Her shoulders released, and a resigned posture melted next to me. “Married a few times, a couple of kids, now I’m single and trying to make a living.” Her pitch raised as though she realized she wasn’t defeated.
“Nice, what do you do?”
“Hold your hand out.”
Her expression waited on me. I slid my hand out of a glove and extended it. She pulled it close and turned it up. With a small flashlight she studied the lines of my palm. “You have a long life line.”
“Well, I would hope so, I’m already old.”
“Your prosperity line is strong.”
“I think that’s just a cut.”
“You’re going to experience love.”
Love is nebulous. I had experienced it on the front end of most miseries. They don’t tell you about that part of love, that it’s fleeting. “Going to?”
She whispered, “Yes.”
“So you are a palm reader?”
“And an astrologer.”
“I see.”
“John, you’re open minded aren’t you? I mean, you aren’t one of those who can’t believe in astrology because of a religion are you?”
“No.” I had half the mind to tell her that I thought both Astrology and religion were bullshit, but getting into some existential argument when all I wanted to do was go to my hotel and sleep didn’t seem practical.
“Good.” She fidgeted like a schoolgirl. “So what do you do?”
“I practice the art of make-believe.”
She shrugged. “What does that mean?”
I shrugged back. “I’m a writer.”
“Anything I’ve read?”
“Well, since you didn’t know I was a writer, chances are no.”
She still had my hand in hers, trying to distill the lines of my life. “Does it give you a decent life?”
Odd question. I knew what she meant, ‘did it earn a good income,’ but I couldn’t help but consider the emotional toll writing had on my life, on my synapses, on the entire recounting of my life. “It gives me a unique perspective.”

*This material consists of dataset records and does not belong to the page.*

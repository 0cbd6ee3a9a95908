// Post-detection filters for two-clade (LGT) explanations

use crate::core::contig::Contig;
use crate::core::explanation::Explanation;
use crate::core::settings::Settings;
use crate::data::Taxonomy;

pub mod ambiguous_fraction;
pub mod clade_genes;
pub mod clade_leaves;
pub mod sister_penalty;

pub use ambiguous_fraction::AmbiguousFractionFilter;
pub use clade_genes::CladeGenesFilter;
pub use clade_leaves::CladeLeavesFilter;
pub use sister_penalty::SisterPenaltyFilter;

/// A check a two-clade explanation must pass to be reported
pub trait LgtFilter: Send + Sync {
    /// Short name used in logs and run summaries
    fn name(&self) -> &'static str;

    /// True when `option` passes this filter
    fn passes(&self, option: &Explanation, contig: &Contig, taxonomy: &dyn Taxonomy) -> bool;
}

/// Ordered set of enabled filters
pub struct FilterChain {
    filters: Vec<Box<dyn LgtFilter>>,
}

impl FilterChain {
    pub fn new(filters: Vec<Box<dyn LgtFilter>>) -> Self {
        Self { filters }
    }

    /// Enable each filter whose setting is present
    pub fn from_settings(settings: &Settings) -> Self {
        let mut filters: Vec<Box<dyn LgtFilter>> = Vec::new();
        if let Some(ceiling) = settings.ambiguous_fraction {
            filters.push(Box::new(AmbiguousFractionFilter::new(ceiling)));
        }
        if let Some(minimum) = settings.clade_genes {
            filters.push(Box::new(CladeGenesFilter::new(minimum)));
        }
        if let Some(minimum) = settings.clade_leaves {
            filters.push(Box::new(CladeLeavesFilter::new(minimum)));
        }
        if let Some(ceiling) = settings.sister_penalty {
            filters.push(Box::new(SisterPenaltyFilter::new(ceiling, settings.min_threshold())));
        }
        Self { filters }
    }

    /// Run every filter; any failure clears `option.ok`. Never sets it back.
    pub fn apply(&self, option: &mut Explanation, contig: &Contig, taxonomy: &dyn Taxonomy) {
        for filter in &self.filters {
            if !filter.passes(option, contig, taxonomy) {
                option.ok = false;
            }
        }
    }

    pub fn names(&self) -> Vec<&'static str> {
        self.filters.iter().map(|f| f.name()).collect()
    }

    pub fn len(&self) -> usize {
        self.filters.len()
    }

    pub fn is_empty(&self) -> bool {
        self.filters.is_empty()
    }
}

#[cfg(test)]
mod tests {
    use super::*;
    use crate::core::contig::tests::{scored_contig, test_settings};
    use crate::data::taxonomy::tests::sample_tree;

    struct Reject;

    impl LgtFilter for Reject {
        fn name(&self) -> &'static str {
            "reject"
        }

        fn passes(&self, _: &Explanation, _: &Contig, _: &dyn Taxonomy) -> bool {
            false
        }
    }

    struct Accept;

    impl LgtFilter for Accept {
        fn name(&self) -> &'static str {
            "accept"
        }

        fn passes(&self, _: &Explanation, _: &Contig, _: &dyn Taxonomy) -> bool {
            true
        }
    }

    #[test]
    fn test_from_settings_enables_configured_filters() {
        let settings = Settings::default();
        assert_eq!(FilterChain::from_settings(&settings).names(), vec!["ambiguous-fraction"]);

        let all = Settings {
            clade_genes: Some(1),
            clade_leaves: Some(1),
            sister_penalty: Some(0.5),
            ..Settings::default()
        };
        assert_eq!(
            FilterChain::from_settings(&all).names(),
            vec!["ambiguous-fraction", "clade-genes", "clade-leaves", "sister-penalty"]
        );

        let none = Settings {
            ambiguous_fraction: None,
            ..Settings::default()
        };
        assert!(FilterChain::from_settings(&none).is_empty());
    }

    #[test]
    fn test_failures_are_sticky() {
        let settings = test_settings();
        let tree = sample_tree();
        let contig = scored_contig(2, &[("s__X1", 0, 0.9), ("s__Y1", 1, 0.9)], &settings);
        let mut option = Explanation::two_clade(&contig, "s__X1", "s__Y1", 0.9, 0.9, 0.8);

        let chain = FilterChain::new(vec![Box::new(Reject), Box::new(Accept)]);
        chain.apply(&mut option, &contig, &tree);
        assert!(!option.ok);

        FilterChain::new(vec![Box::new(Accept)]).apply(&mut option, &contig, &tree);
        assert!(!option.ok);
    }
}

“I’ve always wanted to write.”
Somehow being a palm reader, like the preachers I’d met over the years, yeah, I am sure she wanted to write, act, pretend, because that was something preachers and astrologers were all good at doing. “Yeah?”
She positioned herself to lay into why her life had a story to it when the cab driver interrupted. “Sir, we are at your hotel.”
I don’t know if I was saved or not. I’d come for a funeral, and the day had been a fucked up mess, and on any other day, listening to someone tell me something I heard a million times before would have been unbearable, but Denise’s vulnerability touched me. I’d come home to a dead-end town in the middle of nowhere, and all around me were ‘what could have been’ stories, including the friend I’d helped carry to his final resting spot. “Thanks, what do I owe?”
He gave me the final tally.
I offered, “Here, this should cover my fare, her fare, and a good tip.”
Denise, tugged on my hand. “You know this hotel has a nice lounge?”
“And I was wondering if you’d like to have a drink with me?”
“What’s my hand say?”
She traced a line. “It says you are going to experience love.”